Copy each line of the material beneath that holds the word "normalized".

==== Data excerpts

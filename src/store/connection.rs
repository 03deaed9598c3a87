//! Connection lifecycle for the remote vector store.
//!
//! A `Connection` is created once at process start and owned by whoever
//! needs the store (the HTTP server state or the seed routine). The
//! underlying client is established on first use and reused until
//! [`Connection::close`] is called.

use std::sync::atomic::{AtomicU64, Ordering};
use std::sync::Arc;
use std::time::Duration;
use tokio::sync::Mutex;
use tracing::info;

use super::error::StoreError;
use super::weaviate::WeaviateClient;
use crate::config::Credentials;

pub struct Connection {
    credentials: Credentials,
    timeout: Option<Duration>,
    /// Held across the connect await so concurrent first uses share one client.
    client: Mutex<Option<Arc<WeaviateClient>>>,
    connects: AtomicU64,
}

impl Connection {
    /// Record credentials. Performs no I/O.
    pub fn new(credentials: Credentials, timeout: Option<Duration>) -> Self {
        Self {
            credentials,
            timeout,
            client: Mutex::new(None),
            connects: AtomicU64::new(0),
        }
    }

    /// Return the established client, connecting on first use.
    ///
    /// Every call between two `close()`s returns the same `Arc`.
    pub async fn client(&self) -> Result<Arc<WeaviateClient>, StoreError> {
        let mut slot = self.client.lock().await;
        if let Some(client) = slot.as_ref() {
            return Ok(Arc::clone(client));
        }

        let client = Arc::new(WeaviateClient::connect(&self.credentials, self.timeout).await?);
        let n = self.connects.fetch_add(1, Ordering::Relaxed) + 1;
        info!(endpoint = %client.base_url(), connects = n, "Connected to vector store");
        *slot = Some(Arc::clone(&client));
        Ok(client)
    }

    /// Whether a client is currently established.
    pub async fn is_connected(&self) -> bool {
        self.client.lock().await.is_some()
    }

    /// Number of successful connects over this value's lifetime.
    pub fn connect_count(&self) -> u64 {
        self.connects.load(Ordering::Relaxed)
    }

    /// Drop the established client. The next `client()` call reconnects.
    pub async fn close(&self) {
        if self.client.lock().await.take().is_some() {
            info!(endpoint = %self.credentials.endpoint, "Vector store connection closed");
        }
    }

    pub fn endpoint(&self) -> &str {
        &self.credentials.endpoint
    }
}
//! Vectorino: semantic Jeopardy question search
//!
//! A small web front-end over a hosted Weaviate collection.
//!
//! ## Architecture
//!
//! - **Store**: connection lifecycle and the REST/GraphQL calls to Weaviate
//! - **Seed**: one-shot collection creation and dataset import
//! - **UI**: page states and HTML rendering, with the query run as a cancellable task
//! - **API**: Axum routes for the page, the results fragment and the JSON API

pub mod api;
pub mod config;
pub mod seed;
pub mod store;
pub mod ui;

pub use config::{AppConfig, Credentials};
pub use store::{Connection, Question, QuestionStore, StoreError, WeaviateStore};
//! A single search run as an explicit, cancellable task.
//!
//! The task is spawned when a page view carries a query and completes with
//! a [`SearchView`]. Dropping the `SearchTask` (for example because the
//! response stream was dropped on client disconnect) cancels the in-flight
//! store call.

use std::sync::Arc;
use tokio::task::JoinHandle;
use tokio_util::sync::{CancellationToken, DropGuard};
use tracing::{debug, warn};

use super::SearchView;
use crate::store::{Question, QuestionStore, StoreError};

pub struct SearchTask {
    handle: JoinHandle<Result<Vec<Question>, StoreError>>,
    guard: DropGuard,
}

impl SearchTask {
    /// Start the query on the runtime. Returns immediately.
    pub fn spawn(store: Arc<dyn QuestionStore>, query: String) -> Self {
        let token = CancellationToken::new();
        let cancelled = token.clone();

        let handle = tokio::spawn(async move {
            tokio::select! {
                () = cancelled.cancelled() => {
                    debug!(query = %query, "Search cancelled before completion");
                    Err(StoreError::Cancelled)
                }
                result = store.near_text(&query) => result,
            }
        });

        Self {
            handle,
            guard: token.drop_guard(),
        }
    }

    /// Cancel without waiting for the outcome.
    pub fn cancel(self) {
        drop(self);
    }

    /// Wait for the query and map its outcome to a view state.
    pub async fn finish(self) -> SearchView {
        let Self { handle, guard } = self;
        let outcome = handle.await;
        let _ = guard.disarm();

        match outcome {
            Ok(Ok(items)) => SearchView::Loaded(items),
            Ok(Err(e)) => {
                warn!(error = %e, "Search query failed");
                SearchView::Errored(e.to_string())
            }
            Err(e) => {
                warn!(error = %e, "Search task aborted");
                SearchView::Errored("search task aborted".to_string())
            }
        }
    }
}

========
==== Data excerpts

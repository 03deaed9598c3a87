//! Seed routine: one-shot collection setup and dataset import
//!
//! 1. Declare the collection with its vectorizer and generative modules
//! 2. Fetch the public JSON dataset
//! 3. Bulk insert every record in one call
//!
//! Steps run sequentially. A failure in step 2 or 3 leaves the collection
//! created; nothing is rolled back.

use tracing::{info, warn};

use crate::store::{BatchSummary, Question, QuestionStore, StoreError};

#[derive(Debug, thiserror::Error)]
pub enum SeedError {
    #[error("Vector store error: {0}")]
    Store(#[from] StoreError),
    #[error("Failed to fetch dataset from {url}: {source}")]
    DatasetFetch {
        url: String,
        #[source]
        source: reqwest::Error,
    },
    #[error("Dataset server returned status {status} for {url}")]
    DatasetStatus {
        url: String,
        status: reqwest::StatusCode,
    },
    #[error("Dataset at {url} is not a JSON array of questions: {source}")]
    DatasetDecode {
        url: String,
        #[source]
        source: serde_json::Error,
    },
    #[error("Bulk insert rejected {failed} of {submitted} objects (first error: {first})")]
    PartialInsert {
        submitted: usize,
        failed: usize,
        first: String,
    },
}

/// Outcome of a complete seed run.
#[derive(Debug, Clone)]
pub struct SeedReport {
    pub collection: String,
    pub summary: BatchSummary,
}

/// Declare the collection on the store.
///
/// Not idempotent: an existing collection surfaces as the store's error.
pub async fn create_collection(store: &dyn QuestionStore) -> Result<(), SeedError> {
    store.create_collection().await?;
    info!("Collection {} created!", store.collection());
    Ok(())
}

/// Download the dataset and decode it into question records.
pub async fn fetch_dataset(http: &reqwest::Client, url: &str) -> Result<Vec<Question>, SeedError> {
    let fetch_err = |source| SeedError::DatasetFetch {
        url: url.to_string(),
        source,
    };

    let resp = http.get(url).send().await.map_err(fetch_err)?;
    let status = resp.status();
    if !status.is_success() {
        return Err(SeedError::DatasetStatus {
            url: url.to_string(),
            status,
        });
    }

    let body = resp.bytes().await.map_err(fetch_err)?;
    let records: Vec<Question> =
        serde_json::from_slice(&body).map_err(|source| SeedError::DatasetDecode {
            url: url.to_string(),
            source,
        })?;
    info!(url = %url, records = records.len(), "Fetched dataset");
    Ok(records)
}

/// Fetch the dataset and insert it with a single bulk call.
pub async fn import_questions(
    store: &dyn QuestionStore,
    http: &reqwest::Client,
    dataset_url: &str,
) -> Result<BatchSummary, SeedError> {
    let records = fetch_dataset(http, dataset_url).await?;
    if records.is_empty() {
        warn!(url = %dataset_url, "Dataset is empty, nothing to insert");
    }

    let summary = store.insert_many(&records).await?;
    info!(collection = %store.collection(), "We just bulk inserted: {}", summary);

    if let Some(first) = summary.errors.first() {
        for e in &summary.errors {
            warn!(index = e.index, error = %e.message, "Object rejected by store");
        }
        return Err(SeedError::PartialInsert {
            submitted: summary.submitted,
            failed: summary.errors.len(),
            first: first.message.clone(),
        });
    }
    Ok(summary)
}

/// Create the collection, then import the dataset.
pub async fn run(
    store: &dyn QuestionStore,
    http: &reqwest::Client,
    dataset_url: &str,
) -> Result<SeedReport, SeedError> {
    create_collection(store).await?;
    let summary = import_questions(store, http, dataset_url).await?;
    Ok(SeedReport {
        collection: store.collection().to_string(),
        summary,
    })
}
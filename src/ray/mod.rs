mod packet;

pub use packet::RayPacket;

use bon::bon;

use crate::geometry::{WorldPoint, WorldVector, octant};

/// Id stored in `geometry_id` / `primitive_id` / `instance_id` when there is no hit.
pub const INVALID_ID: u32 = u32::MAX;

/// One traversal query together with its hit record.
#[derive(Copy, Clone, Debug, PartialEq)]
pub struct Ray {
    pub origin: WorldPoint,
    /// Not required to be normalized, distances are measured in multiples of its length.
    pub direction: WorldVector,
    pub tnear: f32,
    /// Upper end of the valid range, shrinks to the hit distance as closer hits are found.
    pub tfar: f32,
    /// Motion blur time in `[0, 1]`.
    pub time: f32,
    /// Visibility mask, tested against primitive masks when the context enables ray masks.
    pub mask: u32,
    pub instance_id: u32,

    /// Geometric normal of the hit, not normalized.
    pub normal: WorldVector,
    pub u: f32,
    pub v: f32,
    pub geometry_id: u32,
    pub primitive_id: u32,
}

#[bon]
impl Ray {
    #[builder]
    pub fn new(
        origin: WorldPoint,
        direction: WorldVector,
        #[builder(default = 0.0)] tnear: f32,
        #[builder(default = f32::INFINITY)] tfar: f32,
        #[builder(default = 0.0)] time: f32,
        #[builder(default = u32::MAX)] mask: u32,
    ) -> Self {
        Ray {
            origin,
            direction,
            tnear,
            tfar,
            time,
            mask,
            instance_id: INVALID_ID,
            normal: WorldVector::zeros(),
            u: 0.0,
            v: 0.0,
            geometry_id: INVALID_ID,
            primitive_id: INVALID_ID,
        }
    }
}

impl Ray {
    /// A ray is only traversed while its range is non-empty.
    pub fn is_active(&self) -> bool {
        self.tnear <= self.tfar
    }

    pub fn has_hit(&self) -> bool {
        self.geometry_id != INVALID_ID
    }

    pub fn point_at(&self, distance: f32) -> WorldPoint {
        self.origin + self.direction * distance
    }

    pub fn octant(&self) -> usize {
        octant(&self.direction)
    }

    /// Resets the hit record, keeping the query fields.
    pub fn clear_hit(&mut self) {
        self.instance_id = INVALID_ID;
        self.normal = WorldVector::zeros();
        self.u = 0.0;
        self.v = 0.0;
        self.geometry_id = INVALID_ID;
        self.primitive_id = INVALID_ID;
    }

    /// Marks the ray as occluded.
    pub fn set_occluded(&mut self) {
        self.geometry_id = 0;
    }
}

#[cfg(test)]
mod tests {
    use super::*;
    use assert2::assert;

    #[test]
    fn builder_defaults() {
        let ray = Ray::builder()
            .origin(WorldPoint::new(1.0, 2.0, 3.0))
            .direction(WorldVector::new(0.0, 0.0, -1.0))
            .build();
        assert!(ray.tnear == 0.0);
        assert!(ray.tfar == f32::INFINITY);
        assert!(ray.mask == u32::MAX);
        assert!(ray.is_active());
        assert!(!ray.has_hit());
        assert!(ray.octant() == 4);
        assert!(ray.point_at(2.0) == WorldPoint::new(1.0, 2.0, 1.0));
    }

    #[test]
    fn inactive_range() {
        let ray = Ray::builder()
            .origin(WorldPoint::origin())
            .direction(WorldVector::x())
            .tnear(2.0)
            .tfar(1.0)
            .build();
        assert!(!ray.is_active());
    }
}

========

Output of the exercise
    /// Not required to be normalized, distances are measured in multiples of its length.
    /// Geometric normal of the hit, not normalized.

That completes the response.